* **Work task**:
Copy every record that follows, word for word.

* **Material to process**:
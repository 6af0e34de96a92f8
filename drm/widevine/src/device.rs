use rsa::{
    RsaPrivateKey, RsaPublicKey,
    pkcs1::{DecodeRsaPrivateKey, EncodeRsaPrivateKey},
};

use drm_widevine_proto::{ClientIdentification, prost::Message};

use crate::crypto::rsa::{oaep_sha1_decrypt, pss_sha1_sign};
use crate::error::{CdmError, CdmResult};
use crate::types::{DeviceType, SecurityLevel};

const WVD_MAGIC: [u8; 3] = *b"WVD";
const WVD_VERSION: u8 = 2;

/**
    Identity used to sign challenges and unwrap session keys.

    Persisted as a WVD v2 blob:

    ```text
    "WVD" | version=2 | device_type | security_level | flags
    u16be len | RSA private key (PKCS#1 DER)
    u16be len | ClientIdentification
    ```
*/
#[derive(Debug, Clone)]
pub struct Device {
    pub device_type: DeviceType,
    pub security_level: SecurityLevel,
    private_key: RsaPrivateKey,
    client_id: ClientIdentification,
}

impl Device {
    pub fn new(
        device_type: DeviceType,
        security_level: SecurityLevel,
        private_key: RsaPrivateKey,
        client_id: ClientIdentification,
    ) -> Self {
        Self {
            device_type,
            security_level,
            private_key,
            client_id,
        }
    }

    pub fn private_key(&self) -> &RsaPrivateKey {
        &self.private_key
    }

    pub fn public_key(&self) -> RsaPublicKey {
        self.private_key.to_public_key()
    }

    pub fn client_id(&self) -> &ClientIdentification {
        &self.client_id
    }

    /**
        Device certificate chain from the client identification, or an
        empty slice when none was provisioned.
    */
    pub fn token(&self) -> &[u8] {
        self.client_id.token.as_deref().unwrap_or_default()
    }

    /** RSA-PSS-SHA1 over `message`. */
    pub fn sign(&self, message: &[u8]) -> CdmResult<Vec<u8>> {
        pss_sha1_sign(&self.private_key, message)
    }

    pub fn decrypt_session_key(&self, encrypted: &[u8]) -> CdmResult<[u8; 16]> {
        let plain = oaep_sha1_decrypt(&self.private_key, encrypted)?;
        let len = plain.len();
        <[u8; 16]>::try_from(plain).map_err(|_| CdmError::InvalidSessionKeyLength(len))
    }

    /**
        Load a device file that is either the raw blob or its base64 text.
    */
    pub fn load(data: &[u8]) -> CdmResult<Self> {
        if data.starts_with(&WVD_MAGIC) {
            Self::from_bytes(data)
        } else {
            Self::from_base64(data.trim_ascii())
        }
    }

    pub fn from_base64(text: impl AsRef<[u8]>) -> CdmResult<Self> {
        let raw = data_encoding::BASE64
            .decode(text.as_ref())
            .map_err(|e| CdmError::InvalidBase64(e.to_string()))?;
        Self::from_bytes(raw)
    }

    pub fn from_bytes(data: impl AsRef<[u8]>) -> CdmResult<Self> {
        let mut blob = Blob(data.as_ref());

        if blob.take(WVD_MAGIC.len()).ok() != Some(&WVD_MAGIC[..]) {
            return Err(CdmError::WvdBadMagic);
        }
        let version = blob.byte()?;
        if version != WVD_VERSION {
            return Err(CdmError::WvdUnsupportedVersion(version));
        }
        let raw_type = blob.byte()?;
        let device_type = DeviceType::from_u8(raw_type).ok_or(CdmError::WvdBadDeviceType(raw_type))?;
        let raw_level = blob.byte()?;
        let security_level =
            SecurityLevel::from_u8(raw_level).ok_or(CdmError::WvdBadSecurityLevel(raw_level))?;
        let _flags = blob.byte()?;

        let private_key = RsaPrivateKey::from_pkcs1_der(blob.prefixed()?)
            .map_err(|e| CdmError::RsaKeyParse(e.to_string()))?;
        let client_id = ClientIdentification::decode(blob.prefixed()?)?;

        Ok(Self::new(device_type, security_level, private_key, client_id))
    }

    pub fn to_bytes(&self) -> CdmResult<Vec<u8>> {
        let der = self
            .private_key
            .to_pkcs1_der()
            .map_err(|e| CdmError::RsaKeyParse(e.to_string()))?;

        let mut out = WVD_MAGIC.to_vec();
        out.extend([
            WVD_VERSION,
            self.device_type.to_u8(),
            self.security_level.to_u8(),
            0,
        ]);
        push_prefixed(&mut out, der.as_bytes())?;
        push_prefixed(&mut out, &self.client_id.encode_to_vec())?;
        Ok(out)
    }

    pub fn to_base64(&self) -> CdmResult<String> {
        Ok(data_encoding::BASE64.encode(&self.to_bytes()?))
    }
}

/// Forward-only reader over a WVD blob. Every short read is `WvdTruncated`.
struct Blob<'a>(&'a [u8]);

impl<'a> Blob<'a> {
    fn take(&mut self, n: usize) -> CdmResult<&'a [u8]> {
        if self.0.len() < n {
            return Err(CdmError::WvdTruncated);
        }
        let (head, tail) = self.0.split_at(n);
        self.0 = tail;
        Ok(head)
    }

    fn byte(&mut self) -> CdmResult<u8> {
        Ok(self.take(1)?[0])
    }

    fn prefixed(&mut self) -> CdmResult<&'a [u8]> {
        let len = u16::from_be_bytes([self.byte()?, self.byte()?]);
        self.take(len.into())
    }
}

fn push_prefixed(out: &mut Vec<u8>, field: &[u8]) -> CdmResult<()> {
    let len = u16::try_from(field.len()).map_err(|_| CdmError::WvdFieldTooLarge(field.len()))?;
    out.extend(len.to_be_bytes());
    out.extend_from_slice(field);
    Ok(())
}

* **Finished task**:
repository 6af0e34de96a92f8
filename drm/widevine/src/device.rs
use rsa::{
    RsaPrivateKey, RsaPublicKey,
    pkcs1::{DecodeRsaPrivateKey, EncodeRsaPrivateKey},
};

use drm_widevine_proto::{ClientIdentification, prost::Message};

use crate::crypto::rsa::{oaep_sha1_decrypt, pss_sha1_sign};
use crate::error::{CdmError, CdmResult};
use crate::types::{DeviceType, SecurityLevel};

const WVD_MAGIC: [u8; 3] = *b"WVD";
const WVD_VERSION: u8 = 2;

/**
    Identity used to sign challenges and unwrap session keys.

    Persisted as a WVD v2 blob:

    ```text
    "WVD" | version=2 | device_type | security_level | flags
    u16be len | RSA private key (PKCS#1 DER)
    u16be len | ClientIdentification
    ```
*/
#[derive(Debug, Clone)]
pub struct Device {
    pub device_type: DeviceType,
    pub security_level: SecurityLevel,
    private_key: RsaPrivateKey,
    client_id: ClientIdentification,
}

impl Device {
    pub fn new(
        device_type: DeviceType,
        security_level: SecurityLevel,
        private_key: RsaPrivateKey,
        client_id: ClientIdentification,
    ) -> Self {
        Self {
            device_type,
            security_level,
            private_key,
            client_id,
        }
    }

    pub fn private_key(&self) -> &RsaPrivateKey {
        &self.private_key
    }

    pub fn public_key(&self) -> RsaPublicKey {
        self.private_key.to_public_key()
    }

    pub fn client_id(&self) -> &ClientIdentification {
        &self.client_id
    }

    /**
        Device certificate chain from the client identification, or an
        empty slice when none was provisioned.
    */
    pub fn token(&self) -> &[u8] {
        self.client_id.token.as_deref().unwrap_or_default()
    }

    /** RSA-PSS-SHA1 over `message`. */
    pub fn sign(&self, message: &[u8]) -> CdmResult<Vec<u8>> {
        pss_sha1_sign(&self.private_key, message)
    }

    pub fn decrypt_session_key(&self, encrypted: &[u8]) -> CdmResult<[u8; 16]> {
        let plain = oaep_sha1_decrypt(&self.private_key, encrypted)?;
        let len = plain.len();
        <[u8; 16]>::try_from(plain).map_err(|_| CdmError::InvalidSessionKeyLength(len))
    }

    /**
        Load a device file that is either the raw blob or its base64 text.
    */
    pub fn load(data: &[u8]) -> CdmResult<Self> {
        if data.starts_with(&WVD_MAGIC) {
            Self::from_bytes(data)
        } else {
            Self::from_base64(data.trim_ascii())
        }
    }

    pub fn from_base64(text: impl AsRef<[u8]>) -> CdmResult<Self> {
        let raw = data_encoding::BASE64
            .decode(text.as_ref())
            .map_err(|e| CdmError::InvalidBase64(e.to_string()))?;
        Self::from_bytes(raw)
    }

    pub fn from_bytes(data: impl AsRef<[u8]>) -> CdmResult<Self> {
        let mut blob = Blob(data.as_ref());

        if blob.take(WVD_MAGIC.len()).ok() != Some(&WVD_MAGIC[..]) {
            return Err(CdmError::WvdBadMagic);
        }
        let version = blob.byte()?;
        if version != WVD_VERSION {
            return Err(CdmError::WvdUnsupportedVersion(version));
        }
        let raw_type = blob.byte()?;
        let device_type = DeviceType::from_u8(raw_type).ok_or(CdmError::WvdBadDeviceType(raw_type))?;
        let raw_level = blob.byte()?;
        let security_level =
            SecurityLevel::from_u8(raw_level).ok_or(CdmError::WvdBadSecurityLevel(raw_level))?;
        let _flags = blob.byte()?;

        let private_key = RsaPrivateKey::from_pkcs1_der(blob.prefixed()?)
            .map_err(|e| CdmError::RsaKeyParse(e.to_string()))?;
        let client_id = ClientIdentification::decode(blob.prefixed()?)?;

        Ok(Self::new(device_type, security_level, private_key, client_id))
    }

    pub fn to_bytes(&self) -> CdmResult<Vec<u8>> {
        let der = self
            .private_key
            .to_pkcs1_der()
            .map_err(|e| CdmError::RsaKeyParse(e.to_string()))?;

        let mut out = WVD_MAGIC.to_vec();
        out.extend([
            WVD_VERSION,
            self.device_type.to_u8(),
            self.security_level.to_u8(),
            0,
        ]);
        push_prefixed(&mut out, der.as_bytes())?;
        push_prefixed(&mut out, &self.client_id.encode_to_vec())?;
        Ok(out)
    }

    pub fn to_base64(&self) -> CdmResult<String> {
        Ok(data_encoding::BASE64.encode(&self.to_bytes()?))
    }
}

/// Forward-only reader over a WVD blob. Every short read is `WvdTruncated`.
struct Blob<'a>(&'a [u8]);

impl<'a> Blob<'a> {
    fn take(&mut self, n: usize) -> CdmResult<&'a [u8]> {
        if self.0.len() < n {
            return Err(CdmError::WvdTruncated);
        }
        let (head, tail) = self.0.split_at(n);
        self.0 = tail;
        Ok(head)
    }

    fn byte(&mut self) -> CdmResult<u8> {
        Ok(self.take(1)?[0])
    }

    fn prefixed(&mut self) -> CdmResult<&'a [u8]> {
        let len = u16::from_be_bytes([self.byte()?, self.byte()?]);
        self.take(len.into())
    }
}

fn push_prefixed(out: &mut Vec<u8>, field: &[u8]) -> CdmResult<()> {
    let len = u16::try_from(field.len()).map_err(|_| CdmError::WvdFieldTooLarge(field.len()))?;
    out.extend(len.to_be_bytes());
    out.extend_from_slice(field);
    Ok(())
}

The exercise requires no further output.